Information supplied >>
BEGIN

// Copyright 2025 the Flick Authors
// SPDX-License-Identifier: Apache-2.0 OR MIT

//! The carousel coordinator: tiles, pointer routing and paging.

use alloc::boxed::Box;
use alloc::string::String;
use alloc::vec::Vec;
use core::fmt;

use flick_geometry::{PageDirection, ScaleLimits, TileTransform};
use flick_gesture::{GestureArbiter, GestureEvent, GestureEvents, PointerId};
use kurbo::{Point, Size};

use crate::axis::{PageTurn, PagingAxis, PagingStrategy};
use crate::config::CarouselConfig;
use crate::effects::{Effect, EffectQueue};
use crate::error::ConfigError;
use crate::tile::{TileController, TileOptions, TilePhase};

/// Press callback, called with the tapped image's locator and index.
pub type ImagePressCallback = Box<dyn FnMut(&str, usize)>;

struct TileSlot {
    locator: String,
    controller: TileController,
    arbiter: GestureArbiter,
}

/// A horizontally paging strip of zoomable image tiles.
///
/// The host feeds pointer samples in view coordinates, calls [`Carousel::tick`]
/// once per frame and renders each tile with [`Carousel::tile_transform`] at
/// [`Carousel::tile_origin`]. Side effects are delivered by
/// [`Carousel::drain_effects`], which also runs the press callback.
pub struct Carousel {
    config: CarouselConfig,
    slots: Vec<TileSlot>,
    axis: PagingAxis,
    effects: EffectQueue,
    on_image_press: Option<ImagePressCallback>,
    viewport: Size,
    // The initial page is applied on the first usable measurement.
    initial_pending: bool,
    captured: Option<usize>,
}

impl Carousel {
    /// Creates a carousel over `images`, in order.
    ///
    /// When both tile dimensions are configured the strip is measured right
    /// away; otherwise it waits for [`Self::set_viewport_size`].
    pub fn new<I, S>(
        images: I,
        config: CarouselConfig,
        strategy: PagingStrategy,
    ) -> Result<Self, ConfigError>
    where
        I: IntoIterator<Item = S>,
        S: Into<String>,
    {
        let locators: Vec<String> = images.into_iter().map(Into::into).collect();
        config.validate(locators.len())?;

        let options = TileOptions {
            limits: ScaleLimits::new(1.0, config.max_scale),
            double_tap_scale: config.double_tap_scale,
            timing: config.timing,
            tap_enabled: false,
        };
        let slots = locators
            .into_iter()
            .enumerate()
            .map(|(index, locator)| TileSlot {
                locator,
                controller: TileController::new(index, options),
                arbiter: GestureArbiter::new(config.gesture),
            })
            .collect::<Vec<_>>();
        let axis = PagingAxis::new(
            strategy,
            slots.len(),
            config.pan_scroll_trigger_threshold_percentage,
            config.timing,
        );
        let mut carousel = Self {
            effects: EffectQueue::new(config.effect_capacity),
            config,
            slots,
            axis,
            on_image_press: None,
            viewport: Size::ZERO,
            initial_pending: true,
            captured: None,
        };
        carousel.apply_layout(0);
        log::debug!(
            "carousel {:?} created with {} images at page {}",
            carousel.config.test_id,
            carousel.slots.len(),
            carousel.config.initial_index
        );
        Ok(carousel)
    }

    /// Installs or removes the press callback. Taps are only recognized while
    /// a callback is installed.
    pub fn set_on_image_press(&mut self, callback: Option<ImagePressCallback>) {
        let enabled = callback.is_some();
        self.on_image_press = callback;
        for slot in &mut self.slots {
            slot.controller.set_tap_enabled(enabled);
        }
    }

    /// Sets the size of the carousel's viewport.
    ///
    /// Unconfigured tile dimensions follow it. The strip keeps its current
    /// page across size changes.
    pub fn set_viewport_size(&mut self, size: Size, now_ms: u64) {
        self.viewport = size;
        self.apply_layout(now_ms);
    }

    fn apply_layout(&mut self, now_ms: u64) {
        let tile = self.tile_size();
        for slot in &mut self.slots {
            slot.controller.set_viewport(tile);
        }
        let extent = if tile.width.is_finite() && tile.width > 0.0 {
            tile.width + self.config.tile_margin
        } else {
            0.0
        };
        if self.initial_pending {
            self.axis
                .set_extent_at_page(extent, self.config.initial_index, now_ms);
            self.initial_pending = !self.axis.is_measured();
        } else {
            self.axis.set_extent(extent, now_ms);
        }
    }

    /// Size of one tile: the configured dimensions, falling back to the viewport.
    #[must_use]
    pub fn tile_size(&self) -> Size {
        Size::new(
            self.config.tile_width.unwrap_or(self.viewport.width),
            self.config.tile_height.unwrap_or(self.viewport.height),
        )
    }

    /// A pointer went down at `pos`, in view coordinates.
    ///
    /// The first pointer of a stream captures the tile under it; the rest of
    /// the stream goes to that tile. Pointers outside every tile are ignored.
    pub fn pointer_down(&mut self, id: PointerId, pos: Point, now_ms: u64) {
        let index = match self.captured {
            Some(index) => index,
            None => {
                let Some(index) = self
                    .axis
                    .layout()
                    .page_at(pos.x, self.axis.current_offset())
                else {
                    log::trace!("pointer {id} at {pos:?} hit no tile");
                    return;
                };
                log::debug!("tile {index} captured pointer stream");
                self.captured = Some(index);
                index
            }
        };
        let self_owned = self.axis.is_self_owned();
        let slot = &mut self.slots[index];
        let enabled = slot.controller.recognizers(self_owned);
        let events = slot.arbiter.pointer_down(id, pos, now_ms, enabled);
        self.route(index, &events, now_ms);
    }

    /// A captured pointer moved.
    pub fn pointer_move(&mut self, id: PointerId, pos: Point, now_ms: u64) {
        let Some(index) = self.captured else {
            return;
        };
        let self_owned = self.axis.is_self_owned();
        let slot = &mut self.slots[index];
        let enabled = slot.controller.recognizers(self_owned);
        let events = slot.arbiter.pointer_move(id, pos, now_ms, enabled);
        self.route(index, &events, now_ms);
    }

    /// A captured pointer lifted. Capture ends with the last pointer.
    pub fn pointer_up(&mut self, id: PointerId, now_ms: u64) {
        let Some(index) = self.captured else {
            return;
        };
        let self_owned = self.axis.is_self_owned();
        let slot = &mut self.slots[index];
        let enabled = slot.controller.recognizers(self_owned);
        let events = slot.arbiter.pointer_up(id, now_ms, enabled);
        if slot.arbiter.active_pointers() == 0 {
            self.captured = None;
        }
        self.route(index, &events, now_ms);
    }

    /// The host interrupted the captured stream. Active gestures end as if
    /// released.
    pub fn pointer_cancel(&mut self, now_ms: u64) {
        let Some(index) = self.captured.take() else {
            return;
        };
        let events = self.slots[index].arbiter.cancel();
        self.route(index, &events, now_ms);
    }

    /// Feeds a recognized gesture straight to a tile, bypassing the built-in
    /// arbiter. For hosts that run their own recognizers.
    pub fn dispatch(&mut self, index: usize, event: GestureEvent, now_ms: u64) {
        let Some(slot) = self.slots.get_mut(index) else {
            log::warn!("gesture {event:?} dispatched to missing tile {index}");
            return;
        };
        slot.controller
            .handle(event, now_ms, &mut self.axis, &mut self.effects);
    }

    fn route(&mut self, index: usize, events: &GestureEvents, now_ms: u64) {
        let controller = &mut self.slots[index].controller;
        for &event in events {
            controller.handle(event, now_ms, &mut self.axis, &mut self.effects);
        }
    }

    /// Advances animations and time-based recognizers to `now_ms`.
    ///
    /// Returns `true` while anything is still moving.
    pub fn tick(&mut self, now_ms: u64) -> bool {
        let mut moving = self.axis.advance(now_ms) || self.axis.is_animating();
        let self_owned = self.axis.is_self_owned();
        for slot in &mut self.slots {
            let enabled = slot.controller.recognizers(self_owned);
            for event in slot.arbiter.poll(now_ms, enabled) {
                slot.controller
                    .handle(event, now_ms, &mut self.axis, &mut self.effects);
            }
            moving |= slot.controller.advance(now_ms, &mut self.effects);
            moving |= slot.controller.is_animating();
        }
        moving
    }

    /// Takes every pending side effect, in order, running the press callback
    /// for each tap.
    pub fn drain_effects(&mut self) -> Vec<Effect> {
        let drained: Vec<Effect> = self.effects.drain().collect();
        if let Some(callback) = self.on_image_press.as_mut() {
            for effect in &drained {
                if let Effect::ImagePressed { index } = *effect {
                    if let Some(slot) = self.slots.get(index) {
                        callback(&slot.locator, index);
                    }
                }
            }
        }
        drained
    }

    /// Turns one page, as a tile's trigger would.
    pub fn request_page_turn(&mut self, direction: PageDirection, now_ms: u64) -> Option<PageTurn> {
        let turn = self.axis.request_page_turn(direction, now_ms)?;
        self.effects.push(Effect::PageTurn(turn));
        Some(turn)
    }

    /// Jumps to `index`, clamped to the strip.
    pub fn scroll_to_page(&mut self, index: usize, animated: bool, now_ms: u64) -> Option<PageTurn> {
        let turn = self.axis.scroll_to_page(index, now_ms, animated)?;
        log::debug!("scroll to page {} -> {}", turn.from, turn.to);
        self.effects.push(Effect::PageTurn(turn));
        Some(turn)
    }

    /// Page nearest to the live offset.
    #[must_use]
    pub fn current_page(&self) -> usize {
        self.axis.current_page()
    }

    /// Live scroll offset; page `i` rests at `i * tile_extent`.
    #[must_use]
    pub fn current_offset(&self) -> f64 {
        self.axis.current_offset()
    }

    /// The paging axis.
    #[must_use]
    pub fn axis(&self) -> &PagingAxis {
        &self.axis
    }

    /// Number of tiles.
    #[must_use]
    pub fn len(&self) -> usize {
        self.slots.len()
    }

    /// Always `false`; construction rejects empty collections.
    #[must_use]
    pub fn is_empty(&self) -> bool {
        self.slots.is_empty()
    }

    /// The controller of tile `index`.
    #[must_use]
    pub fn tile(&self, index: usize) -> Option<&TileController> {
        self.slots.get(index).map(|slot| &slot.controller)
    }

    /// Rendered transform of tile `index`.
    #[must_use]
    pub fn tile_transform(&self, index: usize) -> Option<TileTransform> {
        self.tile(index).map(TileController::transform)
    }

    /// Left edge of tile `index` in view coordinates at the live offset.
    #[must_use]
    pub fn tile_origin(&self, index: usize) -> Option<f64> {
        (index < self.slots.len()).then(|| {
            self.axis
                .layout()
                .page_origin(index, self.axis.current_offset())
        })
    }

    /// Image locators in page order.
    pub fn locators(&self) -> impl Iterator<Item = &str> + '_ {
        self.slots.iter().map(|slot| slot.locator.as_str())
    }

    /// Identifier from the configuration.
    #[must_use]
    pub fn test_id(&self) -> Option<&str> {
        self.config.test_id.as_deref()
    }

    /// Tile owning the current pointer stream.
    #[must_use]
    pub fn captured_tile(&self) -> Option<usize> {
        self.captured
    }

    /// Effects dropped because the queue overflowed.
    #[must_use]
    pub fn dropped_effects(&self) -> u64 {
        self.effects.dropped()
    }

    /// Snapshot of the carousel state for debugging and inspection.
    #[must_use]
    pub fn debug_info(&self) -> CarouselDebugInfo {
        CarouselDebugInfo {
            test_id: self.config.test_id.clone(),
            current_page: self.axis.current_page(),
            current_offset: self.axis.current_offset(),
            tile_extent: self.axis.tile_extent(),
            trigger_threshold: self.axis.trigger_threshold(),
            self_owned: self.axis.is_self_owned(),
            lease_holder: self.axis.lease_holder(),
            captured_tile: self.captured,
            pending_effects: self.effects.len(),
            tiles: self
                .slots
                .iter()
                .map(|slot| TileDebugInfo {
                    transform: slot.controller.transform(),
                    phase: slot.controller.phase(),
                    zoomed: slot.controller.is_zoomed(),
                    scroll_triggered: slot.controller.scroll_triggered(),
                    active_pointers: slot.arbiter.active_pointers(),
                })
                .collect(),
        }
    }
}

impl fmt::Debug for Carousel {
    fn fmt(&self, f: &mut fmt::Formatter<'_>) -> fmt::Result {
        f.debug_struct("Carousel")
            .field("test_id", &self.config.test_id)
            .field("tiles", &self.slots.len())
            .field("axis", &self.axis)
            .field("captured", &self.captured)
            .field("has_press_callback", &self.on_image_press.is_some())
            .finish_non_exhaustive()
    }
}

/// Debug snapshot of a [`Carousel`].
#[derive(Clone, Debug, PartialEq)]
pub struct CarouselDebugInfo {
    /// Identifier from the configuration.
    pub test_id: Option<String>,
    /// Page nearest to the live offset.
    pub current_page: usize,
    /// Live scroll offset.
    pub current_offset: f64,
    /// Page step.
    pub tile_extent: f64,
    /// Page-trigger threshold in pixels.
    pub trigger_threshold: f64,
    /// Whether the carousel owns the paging offset.
    pub self_owned: bool,
    /// Tile currently dragging the shared offset.
    pub lease_holder: Option<usize>,
    /// Tile owning the current pointer stream.
    pub captured_tile: Option<usize>,
    /// Effects waiting to be drained.
    pub pending_effects: usize,
    /// Per-tile state in page order.
    pub tiles: Vec<TileDebugInfo>,
}

/// Debug snapshot of one tile.
#[derive(Clone, Copy, Debug, PartialEq)]
pub struct TileDebugInfo {
    /// Rendered transform.
    pub transform: TileTransform,
    /// Gesture phase.
    pub phase: TilePhase,
    /// Zoomed flag.
    pub zoomed: bool,
    /// Page-turn latch.
    pub scroll_triggered: bool,
    /// Pointers down on this tile.
    pub active_pointers: usize,
}
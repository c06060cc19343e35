// Copyright 2025 the Flick Authors
// SPDX-License-Identifier: Apache-2.0 OR MIT

/// Tracks the span between two pointers relative to the span at pinch start.
#[derive(Debug, Clone, Copy, Default)]
pub struct PinchTracker {
    initial_span: Option<f64>,
    last_scale: f64,
}

impl PinchTracker {
    /// Begins a pinch at the given span.
    ///
    /// Spans below `min_span` (or non-finite ones) cannot anchor a ratio; the
    /// pinch stays inactive and the caller should retry on the next move.
    pub fn begin(&mut self, span: f64, min_span: f64) -> bool {
        if !span.is_finite() || span < min_span || !(span > 0.0) {
            return false;
        }
        self.initial_span = Some(span);
        self.last_scale = 1.0;
        true
    }

    /// Returns the scale multiplier for the current span.
    pub fn update(&mut self, span: f64) -> Option<f64> {
        let initial = self.initial_span?;
        if span.is_finite() && span >= 0.0 {
            self.last_scale = span / initial;
        }
        Some(self.last_scale)
    }

    /// Ends the pinch. Returns `true` if one was active.
    pub fn end(&mut self) -> bool {
        let was_active = self.initial_span.is_some();
        *self = Self::default();
        was_active
    }

    /// Returns `true` while a pinch is active.
    pub fn is_active(&self) -> bool {
        self.initial_span.is_some()
    }

    /// Scale multiplier at the last update.
    pub fn last_scale(&self) -> f64 {
        if self.is_active() { self.last_scale } else { 1.0 }
    }
}
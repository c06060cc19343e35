// Copyright 2025 the Flick Authors
// SPDX-License-Identifier: Apache-2.0 OR MIT

//! Invariants of the tile controller and paging axis, driven with recognized
//! gesture events through [`Carousel::dispatch`].

mod common;

use flick_gesture::GestureEvent;
use flick_pager::{Carousel, Effect, PageDirection};
use kurbo::Vec2;

use common::{TILE, self_owned, settle};

fn pan(carousel: &mut Carousel, index: usize, moves: &[Vec2], now_ms: u64) {
    carousel.dispatch(index, GestureEvent::PanBegin, now_ms);
    for &translation in moves {
        carousel.dispatch(index, GestureEvent::PanUpdate { translation }, now_ms);
    }
    carousel.dispatch(
        index,
        GestureEvent::PanEnd {
            velocity: Vec2::ZERO,
            cancelled: false,
        },
        now_ms,
    );
}

fn zoom_to(carousel: &mut Carousel, index: usize, scale: f64, now_ms: u64) {
    let anchor = carousel.tile(index).unwrap().scale_anchor();
    carousel.dispatch(index, GestureEvent::PinchBegin, now_ms);
    carousel.dispatch(
        index,
        GestureEvent::PinchUpdate {
            scale: scale / anchor,
        },
        now_ms,
    );
    carousel.dispatch(index, GestureEvent::PinchEnd { cancelled: false }, now_ms);
}

#[test]
fn pinch_scale_stays_in_range() {
    let mut carousel = self_owned(1, 0);
    let factors = [0.1, 0.9, 1.3, 2.2, 5.0, 0.4, 3.0, 0.01, 1.7];
    let mut now = 0;
    for chunk in factors.chunks(3) {
        carousel.dispatch(0, GestureEvent::PinchBegin, now);
        for &scale in chunk {
            carousel.dispatch(0, GestureEvent::PinchUpdate { scale }, now);
            let value = carousel.tile_transform(0).unwrap().scale;
            assert!((1.0..=3.0).contains(&value), "scale {value} out of range");
            now += 16;
            carousel.tick(now);
        }
        carousel.dispatch(0, GestureEvent::PinchEnd { cancelled: false }, now);
        now = settle(&mut carousel, now);
        let value = carousel.tile_transform(0).unwrap().scale;
        assert!((1.0..=3.0).contains(&value), "scale {value} out of range");
    }
}

#[test]
fn double_tap_lands_exactly() {
    let mut carousel = self_owned(1, 0);
    carousel.dispatch(0, GestureEvent::DoubleTap, 0);
    let now = settle(&mut carousel, 0);
    assert_eq!(carousel.tile_transform(0).unwrap().scale, 2.0);

    zoom_to(&mut carousel, 0, 2.7, now);
    pan(&mut carousel, 0, &[Vec2::new(-120.0, 250.0)], now);
    carousel.dispatch(0, GestureEvent::DoubleTap, now);
    let now = settle(&mut carousel, now);
    let now = settle(&mut carousel, now);
    let transform = carousel.tile_transform(0).unwrap();
    assert_eq!(transform.scale, 1.0);
    assert_eq!(transform.translation, Vec2::ZERO);
    assert!(!carousel.tile(0).unwrap().is_zoomed());

    carousel.dispatch(0, GestureEvent::DoubleTap, now);
    settle(&mut carousel, now);
    assert_eq!(carousel.tile_transform(0).unwrap().scale, 2.0);
}

#[test]
fn pan_end_leaves_no_gap() {
    let drags = [
        Vec2::new(250.0, 0.0),
        Vec2::new(-250.0, 0.0),
        Vec2::new(0.0, 900.0),
        Vec2::new(0.0, -900.0),
        Vec2::new(-210.0, 420.0),
        Vec2::new(180.0, -10.0),
    ];
    for scale in [1.5, 2.0, 3.0] {
        for drag in drags {
            let mut carousel = self_owned(3, 1);
            zoom_to(&mut carousel, 1, scale, 0);
            // Keep the drag short of the page-turn threshold.
            let limit = (TILE.width * (scale - 1.0) * 0.5) + 70.0;
            let drag = Vec2::new(drag.x.clamp(-limit, limit), drag.y);
            pan(&mut carousel, 1, &[drag], 0);
            assert!(!carousel.drain_effects().iter().any(|e| matches!(e, Effect::PageTurn(_))));
            settle(&mut carousel, 0);

            let bounds = carousel.tile(1).unwrap().measure().unwrap();
            assert!(bounds.x0 <= 0.0 && bounds.x1 >= TILE.width, "{scale} {drag:?} {bounds:?}");
            assert!(bounds.y0 <= 0.0 && bounds.y1 >= TILE.height, "{scale} {drag:?} {bounds:?}");
        }
    }
}

#[test]
fn trigger_fires_at_most_once_per_pan() {
    let mut carousel = self_owned(5, 2);
    zoom_to(&mut carousel, 2, 2.0, 0);
    carousel.drain_effects();
    let moves: Vec<Vec2> = (0..40).map(|i| Vec2::new(-20.0 * f64::from(i), 0.0)).collect();
    pan(&mut carousel, 2, &moves, 0);
    let turns = carousel
        .drain_effects()
        .into_iter()
        .filter(|e| matches!(e, Effect::PageTurn(_)))
        .count();
    assert_eq!(turns, 1);
    assert!(!carousel.tile(2).unwrap().scroll_triggered());

    // A fresh pan may trigger again.
    let now = settle(&mut carousel, 0);
    pan(&mut carousel, 2, &moves, now);
    let turns = carousel
        .drain_effects()
        .into_iter()
        .filter(|e| matches!(e, Effect::PageTurn(_)))
        .count();
    assert_eq!(turns, 1);
}

#[test]
fn page_turns_stay_in_bounds() {
    let mut carousel = self_owned(4, 0);
    let pattern = [
        PageDirection::Backward,
        PageDirection::Forward,
        PageDirection::Forward,
        PageDirection::Forward,
        PageDirection::Forward,
        PageDirection::Forward,
        PageDirection::Backward,
        PageDirection::Backward,
        PageDirection::Backward,
        PageDirection::Backward,
        PageDirection::Backward,
    ];
    let mut now = 0;
    for direction in pattern {
        if let Some(turn) = carousel.request_page_turn(direction, now) {
            assert!(turn.to < 4);
        }
        now += 40;
        carousel.tick(now);
        assert!(carousel.current_page() < 4);
    }
    settle(&mut carousel, now);
    assert_eq!(carousel.current_page(), 0);
}
// Copyright 2025 the Flick Authors
// SPDX-License-Identifier: Apache-2.0 OR MIT

//! Recognizer sets and the events the arbiter emits.

use kurbo::Vec2;

/// Host-assigned identifier of one touch point.
pub type PointerId = u64;

bitflags::bitflags! {
    /// Set of recognizers enabled for a gesture stream.
    ///
    /// The set is supplied with every pointer event, so a tile can enable and
    /// disable recognizers as its state changes mid-stream.
    #[derive(Clone, Copy, Debug, PartialEq, Eq, Hash)]
    pub struct Recognizers: u8 {
        /// Single or multi-pointer drag, reported as centroid translation.
        const PAN = 1 << 0;
        /// Two-pointer scale.
        const PINCH = 1 << 1;
        /// Short press and release.
        const TAP = 1 << 2;
        /// Two taps in quick succession. Takes precedence over [`Self::TAP`].
        const DOUBLE_TAP = 1 << 3;
        /// Fast horizontal release. Only reported when no pan was recognized.
        const FLING = 1 << 4;
    }
}

/// Horizontal direction of a fling.
#[derive(Clone, Copy, Debug, PartialEq, Eq, Hash)]
pub enum FlingDirection {
    /// Content thrown towards the left edge.
    Left,
    /// Content thrown towards the right edge.
    Right,
}

/// A recognized gesture callback.
#[derive(Clone, Copy, Debug, PartialEq)]
pub enum GestureEvent {
    /// A pinch started.
    PinchBegin,
    /// Pointer span relative to the span when the pinch began.
    PinchUpdate {
        /// Scale multiplier since the pinch began.
        scale: f64,
    },
    /// A pinch finished.
    PinchEnd {
        /// `true` when the stream was interrupted rather than released.
        cancelled: bool,
    },
    /// A pan started.
    PanBegin,
    /// Centroid translation since the pan stream started.
    PanUpdate {
        /// Total translation.
        translation: Vec2,
    },
    /// A pan finished.
    PanEnd {
        /// Release velocity in pixels per second.
        velocity: Vec2,
        /// `true` when the stream was interrupted rather than released.
        cancelled: bool,
    },
    /// A single tap, reported after the double-tap window lapsed.
    Tap,
    /// A double tap.
    DoubleTap,
    /// A fast horizontal release.
    Fling(FlingDirection),
}

impl GestureEvent {
    /// Returns `true` for the events that close a pan or pinch stream.
    #[must_use]
    pub fn is_stream_end(&self) -> bool {
        matches!(self, Self::PanEnd { .. } | Self::PinchEnd { .. })
    }
}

END

Problem to solve >>
Wherever the string "first" appears in the entries above, list that line.

Solved problem >>
    // The initial page is applied on the first usable measurement.
    /// The first pointer of a stream captures the tile under it; the rest of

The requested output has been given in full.